Garfield’s assassin was Charles J. Guiteau, a writer, lawyer and disappointed office seeker who felt he deserved a government job for helping in the slain president’s campaign.

Arthur, the accidental president, had himself been the beneficiary of the spoils system, which he had supported, as Collector of the Port of New York. He was mostly a product of the city’s political machine, and his nomination for vice-president in 1880 was something of a surprise.

But his earlier legal career as a lawyer in New York City suggested he was also a man of higher principles.  He successfully represented eight slaves held by a Virginia couple who had brought them along to board a Texas-bound steamer. On Arthur’s motion, a judge freed them.

In another case, he represented Lizzie Jennings, “a colored woman of excellent character, superintendent of a Sunday school,” who “was roughly expelled from a fourth av car because she was black,” according to Arthur’s campaign biography. She sued the streetcar company. The jury awarded her $500 in damages the company paid. Almost immediately, the company integrated all its streetcars, and other car companies quickly followed suit.

After ascending to the presidency, Arthur became an advocate for civil service reform. He supported legislation introduced by Sen. George H.  Pendleton (D-Ohio) to do away with the spoils system. It created the U.S. Civil Service Commission to keep politics out of government.

Thus, was the concept of civil service enshrined in American democracy for nearly 140 years – until now. Following a secretive, four-year effort by the conservative Heritage Foundation, ensconced in the White House, President Donald J. Trump issued an executive order, timed to take effect on Jan. 19, 2021, the day before inauguration.
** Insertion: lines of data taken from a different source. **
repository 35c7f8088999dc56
pub mod metrics;
pub mod tracing;

pub use metrics::{MetricsRegistry, TimingGuard};
pub use tracing::init_tracing;
use futures::future::{self, BoxFuture};
use serde::de::DeserializeOwned;
use serde_json::Value;
use std::future::Future;
use std::sync::Arc;

use crate::error::{BoxError, TrustError};

type CaptureBoxed<P> = dyn Fn(Value) -> BoxFuture<'static, Result<P, BoxError>> + Send + Sync;
type ContextBoxed<C> =
    dyn Fn(Option<Value>) -> BoxFuture<'static, Result<C, BoxError>> + Send + Sync;

/// Narrows raw input into typed rule parameters.
pub struct CaptureFn<P>(Arc<CaptureBoxed<P>>);

impl<P: Send + 'static> CaptureFn<P> {
    /// Synchronous capture.
    pub fn new<F>(f: F) -> Self
    where
        F: Fn(Value) -> Result<P, BoxError> + Send + Sync + 'static,
    {
        CaptureFn(Arc::new(
            move |input: Value| -> BoxFuture<'static, Result<P, BoxError>> {
                Box::pin(future::ready(f(input)))
            },
        ))
    }

    /// Asynchronous capture.
    pub fn from_async<F, Fut>(f: F) -> Self
    where
        F: Fn(Value) -> Fut + Send + Sync + 'static,
        Fut: Future<Output = Result<P, BoxError>> + Send + 'static,
    {
        CaptureFn(Arc::new(
            move |input: Value| -> BoxFuture<'static, Result<P, BoxError>> { Box::pin(f(input)) },
        ))
    }

    /// Capture by deserializing the raw input into `P`.
    pub fn json() -> Self
    where
        P: DeserializeOwned,
    {
        CaptureFn::new(|input| serde_json::from_value(input).map_err(Into::into))
    }
}

impl<P> Clone for CaptureFn<P> {
    fn clone(&self) -> Self {
        CaptureFn(Arc::clone(&self.0))
    }
}

/// Normalizes the raw side-channel context handed to every rule.
///
/// Receives exactly what the caller passed, `None` when the caller supplied
/// no context.
pub struct ContextFn<C>(Arc<ContextBoxed<C>>);

impl<C: Send + 'static> ContextFn<C> {
    /// Synchronous context normalization.
    pub fn new<F>(f: F) -> Self
    where
        F: Fn(Option<Value>) -> Result<C, BoxError> + Send + Sync + 'static,
    {
        ContextFn(Arc::new(
            move |raw: Option<Value>| -> BoxFuture<'static, Result<C, BoxError>> {
                Box::pin(future::ready(f(raw)))
            },
        ))
    }

    /// Asynchronous context normalization.
    pub fn from_async<F, Fut>(f: F) -> Self
    where
        F: Fn(Option<Value>) -> Fut + Send + Sync + 'static,
        Fut: Future<Output = Result<C, BoxError>> + Send + 'static,
    {
        ContextFn(Arc::new(
            move |raw: Option<Value>| -> BoxFuture<'static, Result<C, BoxError>> {
                Box::pin(f(raw))
            },
        ))
    }

    /// Deserialize the raw context into `C`; a missing context is read as `null`.
    pub fn json() -> Self
    where
        C: DeserializeOwned,
    {
        ContextFn::new(|raw| {
            serde_json::from_value(raw.unwrap_or(Value::Null)).map_err(Into::into)
        })
    }
}

impl<C> Clone for ContextFn<C> {
    fn clone(&self) -> Self {
        ContextFn(Arc::clone(&self.0))
    }
}

/// Input normalizer: runs capture and, if configured, context once per invocation.
pub struct Normalizer<P, C> {
    capture: CaptureFn<P>,
    context: Option<ContextFn<C>>,
}

impl<P, C> Normalizer<P, C> {
    pub fn new(capture: CaptureFn<P>, context: Option<ContextFn<C>>) -> Self {
        Normalizer { capture, context }
    }

    pub fn has_context(&self) -> bool {
        self.context.is_some()
    }

    /// Produce the shared parameters and context for one invocation.
    ///
    /// Failures are returned as-is, without rule attribution. Without a
    /// context function the raw context is ignored and rules see `None`.
    pub async fn normalize(
        &self,
        input: Value,
        raw_context: Option<Value>,
    ) -> Result<(Arc<P>, Option<Arc<C>>), TrustError> {
        let params = (self.capture.0)(input).await.map_err(TrustError::Capture)?;

        let context = match &self.context {
            Some(context) => Some(Arc::new(
                (context.0)(raw_context).await.map_err(TrustError::Context)?,
            )),
            None => None,
        };

        Ok((Arc::new(params), context))
    }
}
The order would create a new category of federal employee that could include tens and possibly hundreds of thousands of government workers who would lose civil service protections, including any semblance of due process. Should they not toe the administration line, they could, on executive whim, be replaced with political loyalists.  The term “civil service” will then become an oxymoron.

Signing the Pendleton Act into law in 1883, Arthur accomplished with his pen what Trump is determined to undo, effective the day before he is either inaugurated for a second term, or not.

Even if Trump loses, my former Washington Post colleague Robert McCartney writes, “It’s conceivable that… he could attempt to use the order to cripple the Biden administration as a final vindictive action. In what experts called a ‘nightmare scenario,’ the outgoing administration would dismiss legions of employees it didn’t like in its last days in office and possibly replace them with Trump supporters.….”

Once the Pendleton Act became law, Arthur was quick to appoint reformers to the new civil service commission. Unfortunately, he suffered from a chronic kidney ailment known as Bright’s disease. In ill health, he only half-heartedly, and unsuccessfully, sought his party’s nomination for a full term in 1884. He died the year after leaving office at the age of 56.

Now his greatest legacy, like his life, is threatened to be cut short. Chester A. Arthur must be turning over in his grave.

3 Comments

  1. Margot Williams on November 3, 2020 at 9:33 am

    Hi Gene! Not forgotten by me! Have you been to the not-his-birthplace birthplace in Fairfield, Vermont? (There was a “birther” controversy over his likely origin in Canada. https://www.canadashistory.ca/explore/politics-law/arthur-s-secret). Or his summer White House in Sag Harbor NY? https://www.realtor.com/news/celebrity-real-estate/chester-a-arthur-summer-white-house/ Or the site of his inauguration at 123 Lexington Ave NYC? https://www.nytimes.com/2014/12/08/nyregion/where-a-president-took-the-oath-indifference-may-become-official.html
    Somehow when I was about 10 years old I became curious about him and still look for sightings of CAA history.

    • Gene Meyer on November 3, 2020 at 10:13 am

      Have yet to visit any of the CAA sites! Closest was probably Kinderhook, NY, birthplace of Martin Van Buren, among the least visited presidential birthplaces.

  2. Marty Mangold on November 6, 2020 at 6:37 pm

    Timely and informative – happy to be subscribed!